**Goal of the exercise:** Write out the following listing's lines from the one with "which override defaults." to the one with "deserialized from TOML.", exactly, with both included and no others.

**Supplied data:**
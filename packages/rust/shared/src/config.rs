//! Application configuration for studyplan.
//!
//! User config lives at `~/.studyplan/studyplan.toml`.
//! CLI flags override config file values, which override defaults.

use std::path::{Path, PathBuf};

use serde::{Deserialize, Serialize};
use url::Url;

use crate::error::{Result, StudyPlanError};
use crate::types::ScheduleConfig;

/// Default configuration file name.
const CONFIG_FILE_NAME: &str = "studyplan.toml";

/// Default config directory name under the user's home.
const CONFIG_DIR_NAME: &str = ".studyplan";

/// Database file name inside the data directory.
const DATABASE_FILE_NAME: &str = "studyplan.db";

// ---------------------------------------------------------------------------
// Config structs (matching studyplan.toml schema)
// ---------------------------------------------------------------------------

/// Top-level application config, deserialized from TOML.
#[derive(Debug, Clone, Default, Serialize, Deserialize)]
pub struct AppConfig {
    /// Global defaults.
    #[serde(default)]
    pub defaults: DefaultsConfig,

    /// Schedule settings applied to newly created profiles.
    #[serde(default)]
    pub schedule: ScheduleDefaults,

    /// Pomodoro durations.
    #[serde(default)]
    pub pomodoro: PomodoroConfig,

    /// Generative-language API settings.
    #[serde(default)]
    pub assistant: AssistantConfig,
}

/// `[defaults]` section.
#[derive(Debug, Clone, Serialize, Deserialize)]
pub struct DefaultsConfig {
    /// Directory holding the profile database.
    #[serde(default = "default_data_dir")]
    pub data_dir: String,

    /// E-mail of the active user, if any.
    #[serde(default, skip_serializing_if = "Option::is_none")]
    pub user: Option<String>,
}

impl Default for DefaultsConfig {
    fn default() -> Self {
        Self {
            data_dir: default_data_dir(),
            user: None,
        }
    }
}

fn default_data_dir() -> String {
    "~/.studyplan/data".into()
}

/// `[schedule]` section.
#[derive(Debug, Clone, Serialize, Deserialize)]
pub struct ScheduleDefaults {
    #[serde(default = "default_start_date")]
    pub start_date: String,

    #[serde(default = "default_end_date")]
    pub end_date: String,

    #[serde(default = "default_max_topics")]
    pub max_topics_per_day: i64,
}

impl Default for ScheduleDefaults {
    fn default() -> Self {
        Self {
            start_date: default_start_date(),
            end_date: default_end_date(),
            max_topics_per_day: default_max_topics(),
        }
    }
}

fn default_start_date() -> String {
    "2025-07-28".into()
}
fn default_end_date() -> String {
    "2025-10-19".into()
}
fn default_max_topics() -> i64 {
    4
}

impl From<&ScheduleDefaults> for ScheduleConfig {
    fn from(defaults: &ScheduleDefaults) -> Self {
        Self {
            start_date: defaults.start_date.clone(),
            end_date: defaults.end_date.clone(),
            max_topics_per_day: defaults.max_topics_per_day,
        }
    }
}

/// `[pomodoro]` section.
#[derive(Debug, Clone, Serialize, Deserialize)]
pub struct PomodoroConfig {
    /// Focus phase length in minutes (1..=60).
    #[serde(default = "default_focus_minutes")]
    pub focus_minutes: u32,

    /// Break phase length in minutes (1..=30).
    #[serde(default = "default_break_minutes")]
    pub break_minutes: u32,
}

impl Default for PomodoroConfig {
    fn default() -> Self {
        Self {
            focus_minutes: default_focus_minutes(),
            break_minutes: default_break_minutes(),
        }
    }
}

impl PomodoroConfig {
    pub fn focus_secs(&self) -> u64 {
        u64::from(self.focus_minutes.clamp(1, 60)) * 60
    }

    pub fn break_secs(&self) -> u64 {
        u64::from(self.break_minutes.clamp(1, 30)) * 60
    }
}

fn default_focus_minutes() -> u32 {
    25
}
fn default_break_minutes() -> u32 {
    5
}

/// `[assistant]` section.
#[derive(Debug, Clone, Serialize, Deserialize)]
pub struct AssistantConfig {
    /// Name of the env var holding the API key (never store the key itself).
    #[serde(default = "default_api_key_env")]
    pub api_key_env: String,

    /// Base URL of the generative-language API.
    #[serde(default = "default_endpoint")]
    pub endpoint: String,

    /// Model used for `generateContent`.
    #[serde(default = "default_model")]
    pub model: String,

    #[serde(default = "default_temperature")]
    pub temperature: f64,

    #[serde(default = "default_max_output_tokens")]
    pub max_output_tokens: u32,

    /// Request timeout in seconds.
    #[serde(default = "default_timeout_secs")]
    pub timeout_secs: u64,
}

impl Default for AssistantConfig {
    fn default() -> Self {
        Self {
            api_key_env: default_api_key_env(),
            endpoint: default_endpoint(),
            model: default_model(),
            temperature: default_temperature(),
            max_output_tokens: default_max_output_tokens(),
            timeout_secs: default_timeout_secs(),
        }
    }
}

impl AssistantConfig {
    /// Full `generateContent` URL for the configured model (without the key).
    pub fn generate_url(&self) -> Result<Url> {
        let base = self.endpoint.trim_end_matches('/');
        let raw = format!("{base}/models/{}:generateContent", self.model);
        Url::parse(&raw)
            .map_err(|e| StudyPlanError::config(format!("invalid assistant endpoint '{raw}': {e}")))
    }
}

fn default_api_key_env() -> String {
    "GEMINI_API_KEY".into()
}
fn default_endpoint() -> String {
    "https://generativelanguage.googleapis.com/v1beta".into()
}
fn default_model() -> String {
    "gemini-2.0-flash".into()
}
fn default_temperature() -> f64 {
    0.7
}
fn default_max_output_tokens() -> u32 {
    800
}
fn default_timeout_secs() -> u64 {
    30
}

impl AppConfig {
    /// Resolved data directory with a leading `~` expanded.
    pub fn data_dir(&self) -> Result<PathBuf> {
        expand_home(&self.defaults.data_dir)
    }

    /// Path to the profile database.
    pub fn database_path(&self) -> Result<PathBuf> {
        Ok(self.data_dir()?.join(DATABASE_FILE_NAME))
    }

    /// Schedule settings for a newly created profile.
    pub fn initial_schedule(&self) -> ScheduleConfig {
        ScheduleConfig::from(&self.schedule)
    }
}

fn expand_home(raw: &str) -> Result<PathBuf> {
    match raw.strip_prefix('~') {
        Some(rest) => {
            let home = dirs::home_dir()
                .ok_or_else(|| StudyPlanError::config("could not determine home directory"))?;
            Ok(home.join(rest.trim_start_matches(['/', '\\'])))
        }
        None => Ok(PathBuf::from(raw)),
    }
}

// ---------------------------------------------------------------------------
// Config loading
// ---------------------------------------------------------------------------

/// Get the path to the config directory (`~/.studyplan/`).
pub fn config_dir() -> Result<PathBuf> {
    let home = dirs::home_dir()
        .ok_or_else(|| StudyPlanError::config("could not determine home directory"))?;
    Ok(home.join(CONFIG_DIR_NAME))
}

/// Get the path to the config file (`~/.studyplan/studyplan.toml`).
pub fn config_file_path() -> Result<PathBuf> {
    Ok(config_dir()?.join(CONFIG_FILE_NAME))
}

/// Load the application config from disk. Returns defaults if the file does not exist.
pub fn load_config() -> Result<AppConfig> {
    let path = config_file_path()?;

    if !path.exists() {
        tracing::debug!(?path, "config file not found, using defaults");
        return Ok(AppConfig::default());
    }

    load_config_from(&path)
}

/// Load the application config from a specific file path.
pub fn load_config_from(path: &Path) -> Result<AppConfig> {
    let content = std::fs::read_to_string(path).map_err(|e| StudyPlanError::io(path, e))?;

    toml::from_str(&content)
        .map_err(|e| StudyPlanError::config(format!("failed to parse {}: {e}", path.display())))
}

/// Create the config directory and write a default config file.
/// Returns the path to the created file.
pub fn init_config() -> Result<PathBuf> {
    let dir = config_dir()?;
    std::fs::create_dir_all(&dir).map_err(|e| StudyPlanError::io(&dir, e))?;

    let path = dir.join(CONFIG_FILE_NAME);
    let config = AppConfig::default();
    let content =
        toml::to_string_pretty(&config).map_err(|e| StudyPlanError::config(e.to_string()))?;

    std::fs::write(&path, content).map_err(|e| StudyPlanError::io(&path, e))?;
    tracing::info!(?path, "created default config file");

    Ok(path)
}

/// Read the assistant API key from the configured env var.
pub fn validate_api_key(config: &AppConfig) -> Result<String> {
    let var_name = &config.assistant.api_key_env;
    match std::env::var(var_name) {
        Ok(val) if !val.trim().is_empty() => Ok(val),
        _ => Err(StudyPlanError::config(format!(
            "Assistant API key not found. Set the {var_name} environment variable.\n\
             Get a key at https://aistudio.google.com/apikey"
        ))),
    }
}

#[cfg(test)]
mod tests {
    use super::*;

    #[test]
    fn default_config_serializes() {
        let config = AppConfig::default();
        let toml_str = toml::to_string_pretty(&config).expect("serialize default config");
        assert!(toml_str.contains("data_dir"));
        assert!(toml_str.contains("GEMINI_API_KEY"));
        assert!(!toml_str.contains("user ="));
    }

    #[test]
    fn config_roundtrip() {
        let config = AppConfig::default();
        let toml_str = toml::to_string_pretty(&config).expect("serialize");
        let parsed: AppConfig = toml::from_str(&toml_str).expect("deserialize");
        assert_eq!(parsed.schedule.max_topics_per_day, 4);
        assert_eq!(parsed.pomodoro.focus_minutes, 25);
        assert_eq!(parsed.assistant.model, "gemini-2.0-flash");
    }

    #[test]
    fn partial_config_fills_defaults() {
        let toml_str = r#"
[defaults]
data_dir = "/tmp/studyplan"
user = "ana@example.com"

[schedule]
max_topics_per_day = 2
"#;
        let config: AppConfig = toml::from_str(toml_str).expect("parse");
        assert_eq!(config.defaults.user.as_deref(), Some("ana@example.com"));
        assert_eq!(config.schedule.start_date, "2025-07-28");
        assert_eq!(config.initial_schedule().max_topics_per_day, 2);
        assert_eq!(
            config.database_path().unwrap(),
            PathBuf::from("/tmp/studyplan/studyplan.db")
        );
    }

    #[test]
    fn pomodoro_durations_are_clamped() {
        let config = PomodoroConfig {
            focus_minutes: 90,
            break_minutes: 0,
        };
        assert_eq!(config.focus_secs(), 60 * 60);
        assert_eq!(config.break_secs(), 60);
    }

    #[test]
    fn generate_url_includes_model() {
        let config = AssistantConfig::default();
        let url = config.generate_url().expect("valid url");
        assert_eq!(
            url.as_str(),
            "https://generativelanguage.googleapis.com/v1beta/models/gemini-2.0-flash:generateContent"
        );

        let broken = AssistantConfig {
            endpoint: "not a url".into(),
            ..AssistantConfig::default()
        };
        assert!(broken.generate_url().is_err());
    }

    #[test]
    fn api_key_validation() {
        let mut config = AppConfig::default();
        // Use a unique env var name to avoid interfering with other tests
        config.assistant.api_key_env = "SP_TEST_NONEXISTENT_KEY_12345".into();
        let result = validate_api_key(&config);
        assert!(result.is_err());
        assert!(result.unwrap_err().to_string().contains("API key not found"));
    }
}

**Final answer:**
//! CLI flags override config file values, which override defaults.

use std::path::{Path, PathBuf};

use serde::{Deserialize, Serialize};
use url::Url;

use crate::error::{Result, StudyPlanError};
use crate::types::ScheduleConfig;

/// Default configuration file name.
const CONFIG_FILE_NAME: &str = "studyplan.toml";

/// Default config directory name under the user's home.
const CONFIG_DIR_NAME: &str = ".studyplan";

/// Database file name inside the data directory.
const DATABASE_FILE_NAME: &str = "studyplan.db";

// ---------------------------------------------------------------------------
// Config structs (matching studyplan.toml schema)
// ---------------------------------------------------------------------------

/// Top-level application config, deserialized from TOML.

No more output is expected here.